Donc même en prenant en compte sa sensibilité, on peut lui appliquer le régime de la propriété ou de l’indivision par exemple, résultant du droit des biens

La cour de cassation entretient cette confusion, ce qu’on peut voir dans l’arrêt de 2015 « affaire du bichon maltais » :

Le propriétaire d’un bichon agit en réparation pour délivrance non conforme et paiement de frais vétérinaire contre l’éleveur professionnel a qui il a acheté son bichon en raison de la découvert d’une catarate héréditaire (trouble de la vision). Au regard de l’importance des frais engendrés, le vendeur invoque à son profit non pas le régime juridique des biens mais l’article L.217-9 du code de la consommation qui permet à l’acheteur d’imposer au vendeur le remplacement du bien.

La cour de Cassation ne fait pas droit à la demande du propriétaire au motif que le chien est « un être vivant, unique, irremplaçable.

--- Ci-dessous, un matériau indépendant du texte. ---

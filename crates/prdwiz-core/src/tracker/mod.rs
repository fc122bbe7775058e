//! Implementation tracking for persisted PRD documents.
//!
//! A tracker is created lazily the first time a document's checklist is
//! requested and is written back in full after every mutation.

use jiff::Timestamp;
use log::error;

use crate::{
    catalog::Catalog,
    error::Result,
    models::{PrdDocument, Proof, ProofKind, Tracker},
};

pub mod checklist;

pub use checklist::initial_tracker;

/// An open tracker bound to the catalog it persists to.
///
/// Mutations are applied in memory first. When persisting fails the error is
/// logged and returned, but the in-memory change is kept, so
/// [`tracker`](Self::tracker) may show state the store does not have.
#[derive(Debug)]
pub struct ImplementationTracker {
    catalog: Catalog,
    prd_id: String,
    tracker: Tracker,
}

impl ImplementationTracker {
    /// Load the document's tracker, creating and persisting the initial
    /// checklist if none exists yet.
    pub async fn load_or_init(catalog: Catalog, document: &PrdDocument) -> Result<Self> {
        let tracker = catalog.load_or_init_tracker(document).await?;
        Ok(Self {
            catalog,
            prd_id: document.id.clone(),
            tracker,
        })
    }

    pub fn tracker(&self) -> &Tracker {
        &self.tracker
    }

    pub fn into_tracker(self) -> Tracker {
        self.tracker
    }

    /// Flip one subtask and persist. Returns the new completion flag.
    pub async fn toggle_subtask(&mut self, stage_id: &str, task_id: &str) -> Result<bool> {
        let completed = self
            .tracker
            .toggle_subtask(stage_id, task_id, Timestamp::now())?;
        self.persist().await?;
        Ok(completed)
    }

    /// Attach stage-level proof and persist.
    pub async fn submit_proof(
        &mut self,
        stage_id: &str,
        kind: ProofKind,
        content: String,
    ) -> Result<Proof> {
        let proof = self
            .tracker
            .attach_proof(stage_id, kind, content, Timestamp::now())?
            .clone();
        self.persist().await?;
        Ok(proof)
    }

    async fn persist(&self) -> Result<()> {
        self.catalog
            .save_tracker(&self.prd_id, self.tracker.clone())
            .await
            .map_err(|e| {
                error!("Failed to save tracker for {}: {e}", self.prd_id);
                e
            })
    }
}
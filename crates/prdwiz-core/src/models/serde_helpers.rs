//! Serde helpers shared by the model types.

use std::{fmt, str::FromStr};

use serde::{de, Deserialize, Deserializer};

/// Deserialize an optional enum-like value where an empty (or blank) string
/// means "not chosen yet".
///
/// Drafts arrive from forms where an unset select box is sent as `""`; that
/// has to land as `None` so the validators can report it.
pub(crate) fn empty_as_none<'de, D, T>(deserializer: D) -> Result<Option<T>, D::Error>
where
    D: Deserializer<'de>,
    T: FromStr,
    T::Err: fmt::Display,
{
    let raw = Option::<String>::deserialize(deserializer)?;
    match raw.as_deref().map(str::trim) {
        None | Some("") => Ok(None),
        Some(value) => value.parse().map(Some).map_err(de::Error::custom),
    }
}
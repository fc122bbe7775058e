//! Parameter structures shared by the command line and HTTP layers.
//!
//! Interface crates wrap these with their own derives (clap arguments, axum
//! extractors) and convert into them with `From`, so the catalog API stays
//! free of framework types.

#[cfg(feature = "schema")]
use schemars::JsonSchema;
use serde::{Deserialize, Serialize};

use crate::models::{NewDocument, ProofKind};

/// Identifies one PRD document (and the tracker keyed by the same id).
#[derive(Debug, Clone, PartialEq, Eq, Serialize, Deserialize)]
#[cfg_attr(feature = "schema", derive(JsonSchema))]
pub struct DocumentId {
    pub id: String,
}

impl From<String> for DocumentId {
    fn from(id: String) -> Self {
        Self { id }
    }
}

impl From<&str> for DocumentId {
    fn from(id: &str) -> Self {
        Self { id: id.to_string() }
    }
}

/// Replace the contents of a stored document.
#[derive(Debug, Clone, PartialEq, Eq, Serialize, Deserialize)]
#[cfg_attr(feature = "schema", derive(JsonSchema))]
pub struct UpdateDocument {
    pub id: String,
    pub document: NewDocument,
}

/// Flip one subtask of a document's tracker.
#[derive(Debug, Clone, PartialEq, Eq, Serialize, Deserialize)]
#[cfg_attr(feature = "schema", derive(JsonSchema))]
pub struct ToggleSubTask {
    pub prd_id: String,
    pub stage_id: String,
    pub task_id: String,
}

/// Attach proof to one stage of a document's tracker.
#[derive(Debug, Clone, PartialEq, Eq, Serialize, Deserialize)]
#[cfg_attr(feature = "schema", derive(JsonSchema))]
pub struct SubmitProof {
    pub prd_id: String,
    pub stage_id: String,
    pub kind: ProofKind,
    /// URL for links, `data:` URL for screenshots
    pub content: String,
}
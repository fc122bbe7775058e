//! Status and confirmation message types for operation feedback.

use std::fmt;

/// Outcome of an operation that has no resource to show.
pub struct OperationStatus {
    pub message: String,
    pub success: bool,
}

impl OperationStatus {
    pub fn success(message: String) -> Self {
        Self {
            message,
            success: true,
        }
    }

    pub fn failure(message: String) -> Self {
        Self {
            message,
            success: false,
        }
    }
}

impl fmt::Display for OperationStatus {
    fn fmt(&self, f: &mut fmt::Formatter<'_>) -> fmt::Result {
        writeln!(
            f,
            "{} {}",
            if self.success { "Success:" } else { "Error:" },
            self.message
        )
    }
}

Un animal de compagnie destiné a recevoir de l’affection sans aucune vocation économique ». En raison de l’attachement du propriétaire à son chien, ce remplacement est impossible.
La Cour de Cassationrappelle la spécificité de l’animal en insistant moins sur l’aspect « droit des biens » donc n’applique pas le régime du droit de la consommation.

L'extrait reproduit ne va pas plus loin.